//! Import command implementation
//!
//! Imports Aseprite files (or directories of them) into sprite, clip and
//! controller artifacts and prints a per-file summary.

use anyhow::Result;
use colored::Colorize;
use spriteport_import::{
    can_import, import_batch, orchestrator_for, BatchReport, ControllerTarget, ImportObserver,
    ImportStage, Importer,
};
use spriteport_spec::{ArtifactStatus, BackendError, SheetExporter};
use std::path::{Path, PathBuf};
use std::process::ExitCode;

use super::json_output::{batch_json, config_errors_json};
use crate::config_store::ConfigStore;
use crate::input::expand_sources;

/// Options of one `spriteport import` invocation.
#[derive(Debug, Clone, Default)]
pub struct ImportOptions<'a> {
    pub paths: &'a [String],
    pub controller: bool,
    pub override_base: Option<&'a str>,
    pub project: Option<&'a str>,
    pub json: bool,
    pub verbose: bool,
}

impl ImportOptions<'_> {
    fn controller_target(&self) -> ControllerTarget {
        match (self.override_base, self.controller) {
            (Some(base), _) => ControllerTarget::Override {
                base: PathBuf::from(base),
            },
            (None, true) => ControllerTarget::Base,
            (None, false) => ControllerTarget::None,
        }
    }
}

/// Run the import command
///
/// # Returns
/// Exit code: 0 if every file imported, 1 otherwise
pub fn run(options: &ImportOptions<'_>) -> Result<ExitCode> {
    let store = ConfigStore::resolve(options.project);
    let session = store.load()?;

    if let Err(errors) = session.config().validate() {
        if options.json {
            println!("{}", serde_json::to_string_pretty(&config_errors_json(&errors))?);
        } else {
            for error in &errors {
                eprintln!("{} [{}] {}", "error".red(), error.code(), error);
            }
            eprintln!("Fix with `spriteport config set <key> <value>`");
        }
        return Ok(ExitCode::from(1));
    }

    let set = expand_sources(options.paths);
    if !options.json {
        for ignored in &set.ignored {
            println!(
                "{} Skipping {} (not an .ase/.aseprite file)",
                "!!".yellow(),
                ignored.display()
            );
        }
    }
    if set.sources.is_empty() {
        anyhow::bail!("No Aseprite files found in the given paths");
    }

    let config = session.config();
    if !can_import(config) {
        anyhow::bail!(
            "Aseprite executable not found. Set it with `spriteport config set tool_path <PATH>` or the ASEPRITE_PATH environment variable"
        );
    }

    let exporter = orchestrator_for(config);
    let importer = Importer::new(config, &exporter);
    let target = options.controller_target();

    if !options.json {
        println!(
            "{} Importing {} file(s) with {}",
            "INFO".blue().bold(),
            set.sources.len(),
            exporter.describe()
        );
    }

    let mut observer = ProgressPrinter {
        verbose: options.verbose,
        quiet: options.json,
    };
    let report = import_batch(&importer, &set.sources, &target, &mut observer);

    if options.json {
        println!("{}", serde_json::to_string_pretty(&batch_json(&report))?);
    } else {
        print_summary(&report, options.verbose);
    }

    if report.is_success() {
        Ok(ExitCode::SUCCESS)
    } else {
        Ok(ExitCode::from(1))
    }
}

/// Prints progress dots, or one line per stage with `--verbose`.
struct ProgressPrinter {
    verbose: bool,
    quiet: bool,
}

impl ImportObserver for ProgressPrinter {
    fn stage_changed(&mut self, path: &Path, stage: ImportStage) {
        if self.quiet || !self.verbose {
            return;
        }
        match stage {
            ImportStage::Done | ImportStage::Failed => {}
            _ => println!("    {} {}", stage.as_str().dimmed(), path.display()),
        }
    }

    fn file_started(&mut self, index: usize, total: usize, path: &Path) {
        if !self.quiet && self.verbose {
            println!("[{}/{}] {}", index + 1, total, path.display());
        }
    }

    fn file_finished(&mut self, index: usize, total: usize, _path: &Path, ok: bool) {
        if self.quiet {
            return;
        }
        if self.verbose {
            let marker = if ok { "ok".green() } else { "FAILED".red() };
            println!("  {}", marker);
        } else {
            let mark = if ok { ".".green() } else { "x".red() };
            print!("{}", mark);
            if index + 1 == total {
                println!();
            }
        }
    }
}

fn print_summary(report: &BatchReport, verbose: bool) {
    println!();
    for file in report.succeeded() {
        let result = &file.result;
        let artifacts = result.artifacts();
        let changed = artifacts
            .iter()
            .filter(|a| a.status != ArtifactStatus::Unchanged)
            .count();
        println!(
            "{} {} - {} clip(s), {} artifact(s) written, {} unchanged",
            "ok".green(),
            result.source_asset_path.display(),
            result.clips.len(),
            changed,
            artifacts.len() - changed
        );
        for clip in &result.clips {
            let policy = if clip.loops { "loop" } else { "once" };
            println!(
                "     {} ({} frames, {}ms, {})",
                clip.name,
                clip.frame_count(),
                clip.total_duration_ms(),
                policy.dimmed()
            );
        }
        if verbose {
            for artifact in &artifacts {
                println!(
                    "     {} {}",
                    artifact.status.to_string().dimmed(),
                    artifact.path.display()
                );
            }
        }
        if let Some(controller) = &file.controller {
            println!(
                "     controller {} ({})",
                controller.path.display(),
                controller.status
            );
        }
        let unmatched = result.unmatched_tags();
        if !unmatched.is_empty() {
            println!(
                "     {} declared tags without a clip: {} (check the frame naming)",
                "!!".yellow(),
                unmatched.join(", ")
            );
        }
    }

    if report.failure_count() > 0 {
        println!();
        println!("{}", "Failures:".red().bold());
        for (path, error) in report.failures() {
            println!(
                "  {} [{} {}] {}",
                "FAILED".red(),
                error.kind(),
                error.code(),
                path.display()
            );
            println!("     {}", error);
            if let Some(stderr) = error.stderr() {
                for line in stderr.lines() {
                    println!("     {}", line.dimmed());
                }
            }
        }
    }

    println!();
    println!(
        "{} {}  {} {}  {} {:.2}s",
        "Imported:".green().bold(),
        report.success_count(),
        "Failed:".red().bold(),
        report.failure_count(),
        "Time:".blue().bold(),
        report.elapsed.as_secs_f64()
    );
}
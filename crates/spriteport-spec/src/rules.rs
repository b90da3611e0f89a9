//! Non-looping clip rules.
//!
//! A rule is a stored string. At assembly time each rule is compiled once:
//! if it is a valid regular expression it is matched as one (unanchored
//! search), otherwise it is matched as a literal substring. Rules are
//! evaluated in registration order and the first match wins.

use regex::Regex;
use serde::{Deserialize, Serialize};

/// A single user-entered rule.
#[derive(Debug, Clone, PartialEq, Eq, Hash, Serialize, Deserialize)]
#[serde(transparent)]
pub struct NonLoopingRule(String);

impl NonLoopingRule {
    pub fn new(rule: impl Into<String>) -> Self {
        Self(rule.into())
    }

    pub fn as_str(&self) -> &str {
        &self.0
    }
}

impl std::fmt::Display for NonLoopingRule {
    fn fmt(&self, f: &mut std::fmt::Formatter<'_>) -> std::fmt::Result {
        f.write_str(&self.0)
    }
}

/// Ordered set of non-looping rules.
#[derive(Debug, Clone, PartialEq, Eq, Default, Serialize, Deserialize)]
#[serde(from = "Vec<NonLoopingRule>", into = "Vec<NonLoopingRule>")]
pub struct NonLoopingRules {
    rules: Vec<NonLoopingRule>,
}

impl NonLoopingRules {
    pub fn new() -> Self {
        Self::default()
    }

    /// Adds a rule at the end of the list.
    ///
    /// Returns false (and leaves the set unchanged) for blank or duplicate
    /// rules.
    pub fn add(&mut self, rule: impl Into<String>) -> bool {
        let rule = NonLoopingRule::new(rule);
        if rule.as_str().trim().is_empty() || self.rules.contains(&rule) {
            return false;
        }
        self.rules.push(rule);
        true
    }

    /// Removes the rule at `index`, returning it.
    pub fn remove(&mut self, index: usize) -> Option<NonLoopingRule> {
        if index < self.rules.len() {
            Some(self.rules.remove(index))
        } else {
            None
        }
    }

    pub fn clear(&mut self) {
        self.rules.clear();
    }

    pub fn len(&self) -> usize {
        self.rules.len()
    }

    pub fn is_empty(&self) -> bool {
        self.rules.is_empty()
    }

    pub fn iter(&self) -> impl Iterator<Item = &NonLoopingRule> {
        self.rules.iter()
    }

    /// Compiles every rule for evaluation.
    pub fn compile(&self) -> CompiledRules {
        CompiledRules {
            rules: self
                .rules
                .iter()
                .map(|rule| CompiledRule::compile(rule.as_str()))
                .collect(),
        }
    }
}

impl From<Vec<NonLoopingRule>> for NonLoopingRules {
    fn from(rules: Vec<NonLoopingRule>) -> Self {
        let mut set = NonLoopingRules::new();
        for rule in rules {
            set.add(rule.0);
        }
        set
    }
}

impl From<NonLoopingRules> for Vec<NonLoopingRule> {
    fn from(set: NonLoopingRules) -> Self {
        set.rules
    }
}

impl<S: Into<String>> FromIterator<S> for NonLoopingRules {
    fn from_iter<I: IntoIterator<Item = S>>(iter: I) -> Self {
        let mut set = NonLoopingRules::new();
        for rule in iter {
            set.add(rule);
        }
        set
    }
}

/// How a compiled rule matches clip names.
#[derive(Debug, Clone)]
pub enum RuleMatcher {
    /// The rule compiled as a regular expression.
    Pattern(Regex),
    /// The rule did not compile; matched as a literal substring.
    Literal(String),
}

/// A rule ready for evaluation.
#[derive(Debug, Clone)]
pub struct CompiledRule {
    pub source: String,
    pub matcher: RuleMatcher,
}

impl CompiledRule {
    /// Regex first, literal substring when the pattern does not compile.
    pub fn compile(rule: &str) -> Self {
        let matcher = match Regex::new(rule) {
            Ok(re) => RuleMatcher::Pattern(re),
            Err(_) => RuleMatcher::Literal(rule.to_string()),
        };
        Self {
            source: rule.to_string(),
            matcher,
        }
    }

    pub fn is_literal(&self) -> bool {
        matches!(self.matcher, RuleMatcher::Literal(_))
    }

    pub fn matches(&self, clip_name: &str) -> bool {
        match &self.matcher {
            RuleMatcher::Pattern(re) => re.is_match(clip_name),
            RuleMatcher::Literal(text) => clip_name.contains(text.as_str()),
        }
    }
}

/// The compiled form of a [`NonLoopingRules`] set.
#[derive(Debug, Clone, Default)]
pub struct CompiledRules {
    rules: Vec<CompiledRule>,
}

impl CompiledRules {
    /// Index of the first rule matching `clip_name`.
    pub fn first_match(&self, clip_name: &str) -> Option<usize> {
        self.rules.iter().position(|rule| rule.matches(clip_name))
    }

    /// Whether a clip with this name should loop.
    pub fn loops(&self, clip_name: &str) -> bool {
        self.first_match(clip_name).is_none()
    }

    pub fn get(&self, index: usize) -> Option<&CompiledRule> {
        self.rules.get(index)
    }

    pub fn iter(&self) -> impl Iterator<Item = &CompiledRule> {
        self.rules.iter()
    }

    pub fn len(&self) -> usize {
        self.rules.len()
    }

    pub fn is_empty(&self) -> bool {
        self.rules.is_empty()
    }
}
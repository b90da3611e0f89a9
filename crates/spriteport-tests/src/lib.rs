//! spriteport End-to-End Test Infrastructure
//!
//! This crate provides integration tests for the import pipeline:
//!
//! - Import: metadata -> clips -> sprite, clip and controller artifacts
//! - Idempotence: re-importing unchanged input writes nothing
//! - Batches: a failing file never stops the others
//!
//! ## Running Tests
//!
//! ```bash
//! cargo test -p spriteport-tests
//!
//! # Only the subprocess tests (Unix, uses a shell script as the tool)
//! cargo test -p spriteport-tests --test e2e_tool
//! ```
//!
//! Most suites use [`fixtures::FakeExporter`] in place of Aseprite, so no
//! installation is needed.

pub mod fixtures;

pub use fixtures::{
    sheet_json, sheet_json_mapping, tree_hashes, FakeExporter, ProjectFixture, TagSpec,
};
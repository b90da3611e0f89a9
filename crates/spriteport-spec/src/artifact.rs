//! On-disk artifact schemas.
//!
//! Every artifact is a pretty-printed JSON document written beneath the
//! source file's directory. Paths stored inside artifacts are relative to
//! that directory and always use `/` separators.

use serde::{Deserialize, Serialize};
use std::path::PathBuf;

use crate::frame::PixelRect;

/// Schema version written into every artifact.
pub const ARTIFACT_VERSION: u32 = 1;

/// File suffix of sprite sheet artifacts.
pub const SPRITE_SHEET_SUFFIX: &str = ".sprites.json";
/// File suffix of clip artifacts.
pub const CLIP_SUFFIX: &str = ".anim.json";
/// File suffix of base controller artifacts.
pub const CONTROLLER_SUFFIX: &str = ".controller.json";
/// File suffix of override controller artifacts.
pub const OVERRIDE_CONTROLLER_SUFFIX: &str = ".overrideController.json";

/// Sliced sprites of one sheet image.
#[derive(Debug, Clone, PartialEq, Serialize, Deserialize)]
pub struct SpriteSheetArtifact {
    pub version: u32,
    /// Sheet image, relative to the source directory.
    pub texture: String,
    /// BLAKE3 hash of the sheet image bytes.
    pub texture_hash: String,
    pub width: u32,
    pub height: u32,
    pub pixels_per_unit: f32,
    pub sprites: Vec<SpriteEntry>,
}

impl SpriteSheetArtifact {
    pub fn sprite(&self, name: &str) -> Option<&SpriteEntry> {
        self.sprites.iter().find(|s| s.name == name)
    }
}

/// One sliced sprite.
#[derive(Debug, Clone, PartialEq, Serialize, Deserialize)]
pub struct SpriteEntry {
    /// Stable identity; preserved across re-imports of the same name.
    pub id: String,
    pub name: String,
    /// Region in the sheet (top-left origin).
    pub rect: PixelRect,
    /// Normalized pivot (x right, y up from the bottom-left corner).
    pub pivot: [f32; 2],
}

/// The animated property a clip drives.
#[derive(Debug, Clone, PartialEq, Eq, Serialize, Deserialize)]
pub struct PropertyBinding {
    pub component: String,
    pub property: String,
}

/// A sprite swap at a sample offset.
#[derive(Debug, Clone, PartialEq, Eq, Serialize, Deserialize)]
pub struct SpriteKeyframe {
    pub sample: u32,
    pub sprite_id: String,
    pub sprite: String,
}

/// One animation clip.
#[derive(Debug, Clone, PartialEq, Serialize, Deserialize)]
pub struct ClipArtifact {
    pub version: u32,
    pub name: String,
    /// Samples per second.
    pub frame_rate: f32,
    pub loops: bool,
    /// Clip length in samples.
    pub length_samples: u32,
    /// Sprite sheet artifact the keyframes refer to.
    pub sprite_sheet: String,
    pub binding: PropertyBinding,
    /// Sprite swaps; the last keyframe repeats the final sprite at
    /// `length_samples`.
    pub keyframes: Vec<SpriteKeyframe>,
}

/// A state in a base controller.
#[derive(Debug, Clone, PartialEq, Eq, Serialize, Deserialize)]
pub struct ControllerState {
    pub name: String,
    /// Clip artifact bound to the state.
    pub clip: String,
}

/// A state graph binding clip names to playable states.
#[derive(Debug, Clone, PartialEq, Eq, Serialize, Deserialize)]
pub struct ControllerArtifact {
    pub version: u32,
    pub name: String,
    #[serde(default, skip_serializing_if = "Option::is_none")]
    pub default_state: Option<String>,
    pub states: Vec<ControllerState>,
}

impl ControllerArtifact {
    pub fn new(name: impl Into<String>) -> Self {
        Self {
            version: ARTIFACT_VERSION,
            name: name.into(),
            default_state: None,
            states: Vec::new(),
        }
    }

    pub fn state(&self, name: &str) -> Option<&ControllerState> {
        self.states.iter().find(|s| s.name == name)
    }

    pub fn has_state(&self, name: &str) -> bool {
        self.state(name).is_some()
    }

    pub fn state_names(&self) -> Vec<&str> {
        self.states.iter().map(|s| s.name.as_str()).collect()
    }
}

/// A single overridden slot.
#[derive(Debug, Clone, PartialEq, Eq, Serialize, Deserialize)]
pub struct OverrideEntry {
    /// Name of the base controller state being re-skinned.
    pub slot: String,
    pub clip: String,
}

/// Re-skins a base controller's clips without altering its state graph.
#[derive(Debug, Clone, PartialEq, Eq, Serialize, Deserialize)]
pub struct OverrideControllerArtifact {
    pub version: u32,
    pub name: String,
    /// Base controller artifact this override refers to.
    pub base_controller: String,
    pub overrides: Vec<OverrideEntry>,
}

impl OverrideControllerArtifact {
    pub fn new(name: impl Into<String>, base_controller: impl Into<String>) -> Self {
        Self {
            version: ARTIFACT_VERSION,
            name: name.into(),
            base_controller: base_controller.into(),
            overrides: Vec::new(),
        }
    }

    pub fn override_for(&self, slot: &str) -> Option<&OverrideEntry> {
        self.overrides.iter().find(|o| o.slot == slot)
    }
}

/// What a write did to the file on disk.
#[derive(Debug, Clone, Copy, PartialEq, Eq, Hash, Serialize, Deserialize)]
#[serde(rename_all = "snake_case")]
pub enum ArtifactStatus {
    Created,
    Updated,
    Unchanged,
}

impl std::fmt::Display for ArtifactStatus {
    fn fmt(&self, f: &mut std::fmt::Formatter<'_>) -> std::fmt::Result {
        match self {
            ArtifactStatus::Created => write!(f, "created"),
            ArtifactStatus::Updated => write!(f, "updated"),
            ArtifactStatus::Unchanged => write!(f, "unchanged"),
        }
    }
}

/// A written (or confirmed unchanged) artifact.
#[derive(Debug, Clone, PartialEq, Eq, Serialize, Deserialize)]
pub struct ArtifactRecord {
    pub path: PathBuf,
    pub status: ArtifactStatus,
}
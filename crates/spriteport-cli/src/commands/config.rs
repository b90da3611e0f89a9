//! Config command implementation
//!
//! Shows and edits the project's importer configuration.

use anyhow::{Context, Result};
use colored::Colorize;
use spriteport_spec::{BackendError, ConfigSession, ImporterConfiguration, CONFIG_KEYS};
use std::process::ExitCode;

use crate::config_store::ConfigStore;

/// Print the configuration.
pub fn show(project: Option<&str>, json: bool) -> Result<ExitCode> {
    let store = ConfigStore::resolve(project);
    let session = store.load()?;
    let config = session.config();

    if json {
        println!("{}", serde_json::to_string_pretty(config)?);
        return Ok(ExitCode::SUCCESS);
    }

    let source = if store.exists() {
        store.path().display().to_string()
    } else {
        format!("{} (defaults, not saved yet)", store.path().display())
    };
    println!("{} {}", "Configuration:".blue().bold(), source);
    println!();
    for (key, value) in describe(config) {
        println!("  {:<32} {}", key, value);
    }
    println!();
    println!("{}", "Non-looping rules:".bold());
    if config.non_looping_rules.is_empty() {
        println!("  {}", "(none)".dimmed());
    }
    for (i, rule) in config.non_looping_rules.compile().iter().enumerate() {
        let kind = if rule.is_literal() { "literal" } else { "regex" };
        println!("  [{}] {} {}", i, rule.source, kind.dimmed());
    }

    if let Err(errors) = config.validate() {
        println!();
        for error in errors {
            println!("  {} [{}] {}", "!!".yellow(), error.code(), error);
        }
    }
    Ok(ExitCode::SUCCESS)
}

/// Set one key.
pub fn set(project: Option<&str>, key: &str, value: &str) -> Result<ExitCode> {
    edit(project, |session| {
        session.edit(|c| c.set(key, value)).map_err(|e| {
            anyhow::anyhow!("{} (known keys: {})", e, CONFIG_KEYS.join(", "))
        })?;
        Ok(format!("{} = {}", key, value))
    })
}

/// Append a non-looping rule.
pub fn add_rule(project: Option<&str>, rule: &str) -> Result<ExitCode> {
    edit(project, |session| {
        session.edit(|c| {
            if c.non_looping_rules.add(rule) {
                Ok(())
            } else {
                Err(anyhow::anyhow!(
                    "Rule '{}' is empty or already registered",
                    rule
                ))
            }
        })?;
        let compiled = spriteport_spec::CompiledRule::compile(rule);
        let kind = if compiled.is_literal() {
            "literal substring (not a valid regex)"
        } else {
            "regex"
        };
        Ok(format!("added non-looping rule '{}' as {}", rule, kind))
    })
}

/// Remove the rule at `index` as listed by `config show`.
pub fn remove_rule(project: Option<&str>, index: usize) -> Result<ExitCode> {
    edit(project, |session| {
        let removed = session.edit(|c| {
            let len = c.non_looping_rules.len();
            c.non_looping_rules
                .remove(index)
                .ok_or_else(|| anyhow::anyhow!("No rule at index {} ({} rules)", index, len))
        })?;
        Ok(format!("removed non-looping rule '{}'", removed))
    })
}

/// Restore the defaults.
pub fn reset(project: Option<&str>) -> Result<ExitCode> {
    edit(project, |session| {
        *session = ConfigSession::new(ImporterConfiguration::default());
        session.mark_dirty();
        Ok("configuration reset to defaults".to_string())
    })
}

/// Loads, applies `f`, validates and saves when dirty.
fn edit(
    project: Option<&str>,
    f: impl FnOnce(&mut ConfigSession) -> Result<String>,
) -> Result<ExitCode> {
    let store = ConfigStore::resolve(project);
    let mut session = store.load()?;
    let summary = f(&mut session)?;

    if let Err(errors) = session.config().validate() {
        for error in &errors {
            eprintln!("{} [{}] {}", "error".red(), error.code(), error);
        }
        return Ok(ExitCode::from(1));
    }

    store
        .save_if_dirty(&mut session)
        .context("Failed to save importer configuration")?;
    println!("{} {}", "ok".green(), summary);
    Ok(ExitCode::SUCCESS)
}

/// Scalar settings as display rows.
fn describe(config: &ImporterConfiguration) -> Vec<(&'static str, String)> {
    vec![
        (
            "tool_path",
            config
                .tool
                .path
                .as_ref()
                .map(|p| p.display().to_string())
                .unwrap_or_else(|| "(auto)".to_string()),
        ),
        ("tool_args", config.tool.args.join(" ")),
        ("tool_timeout_secs", config.tool.timeout_secs.to_string()),
        (
            "target_object_kind",
            config.target_object_kind.as_str().to_string(),
        ),
        ("sprite_alignment", config.sprite_alignment.as_str().to_string()),
        (
            "custom_pivot",
            format!("{}, {}", config.custom_pivot.x, config.custom_pivot.y),
        ),
        ("pixels_per_unit", config.pixels_per_unit.to_string()),
        ("clip_frame_rate", config.clip_frame_rate.to_string()),
        (
            "save_sprites_to_subfolder",
            config.save_sprites_to_subfolder.to_string(),
        ),
        (
            "save_animations_to_subfolder",
            config.save_animations_to_subfolder.to_string(),
        ),
        (
            "automatic_controller_discovery",
            config.automatic_controller_discovery.to_string(),
        ),
    ]
}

------------------------------

_INSTRUCTIONS FOR THE TASK_. Set down, exactly as they stand above, the lines starting with the line with "return false;" and going on through the line with "rule for evaluation.", and no others.

_SOLUTION TO THIS EXERCISE_.
            return false;
        }
        self.rules.push(rule);
        true
    }

    /// Removes the rule at `index`, returning it.
    pub fn remove(&mut self, index: usize) -> Option<NonLoopingRule> {
        if index < self.rules.len() {
            Some(self.rules.remove(index))
        } else {
            None
        }
    }

    pub fn clear(&mut self) {
        self.rules.clear();
    }

    pub fn len(&self) -> usize {
        self.rules.len()
    }

    pub fn is_empty(&self) -> bool {
        self.rules.is_empty()
    }

    pub fn iter(&self) -> impl Iterator<Item = &NonLoopingRule> {
        self.rules.iter()
    }

    /// Compiles every rule for evaluation.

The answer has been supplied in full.